Других законов на Руси и нет однако.
И непонятно, как нам быть, куда деваться,
кто хочет верить,жить, любить, просить, бояться.
Кто в ваших шоблах не дорос на ваших зонах
ни на плечах – до ваших звезд – ни на погонах.
Куда нам деться, фрайера, олени, лохи,
в грязи барачного двора, в блатной эпохе?

***
Выше горной ограды, выше крашеных облаков
движутся длинные гряды непрочтенных еще стихов,
еще не уложенных в школы, не премированных нигде,
на молоке – глаголы, прилагательные – на воде,
их теченья полны свеченья, и значенья их не важны,
их таинственное назначенье упрятано в глубь волны,
не пенной, нет, не мгновенной, не поглаживающей острова,
а той, что обходит Вселенную, покуда она жива.
Удаленное бормотание, обломки света и тьмы…
А время и расстояние – потом придумали мы.
Высоко слоистое чудо, животворное как вода.

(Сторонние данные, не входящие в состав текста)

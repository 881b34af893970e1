use thiserror::Error;

pub type Result<T> = std::result::Result<T, AiError>;

#[derive(Debug, Error)]
pub enum AiError {
    #[error("Configuration error: {0}")]
    Config(String),

    #[error("Network error: {0}")]
    Network(String),

    #[error("API error (status {status}): {message}")]
    Api { status: u16, message: String },

    #[error("Provider error: {0}")]
    Provider(String),

    #[error("Parse error: {0}")]
    Parse(String),

    #[error("No candidates in response")]
    EmptyResponse,
}

impl From<reqwest::Error> for AiError {
    fn from(e: reqwest::Error) -> Self {
        AiError::Network(e.to_string())
    }
}

impl From<serde_json::Error> for AiError {
    fn from(e: serde_json::Error) -> Self {
        AiError::Parse(e.to_string())
    }
}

Спроси у него – откуда, зачем оно и куда?
Нейтринные излучения, пролетающие насквозь,
звучания и значения, возникающие вдруг и врозь,
лучик прямой и узенький, входит в тебя как игла,
и снова – музыка, музыка, выжигающая дотла.
Они всегда опадают черт знает с какой дали,
не зная, что их ожидает в кузнечных огнях земли.
Стихи еще бредят, брезжат в шуршащих крыльях веков.
А плохих в небесах не держат. Там не любят плохих стихов.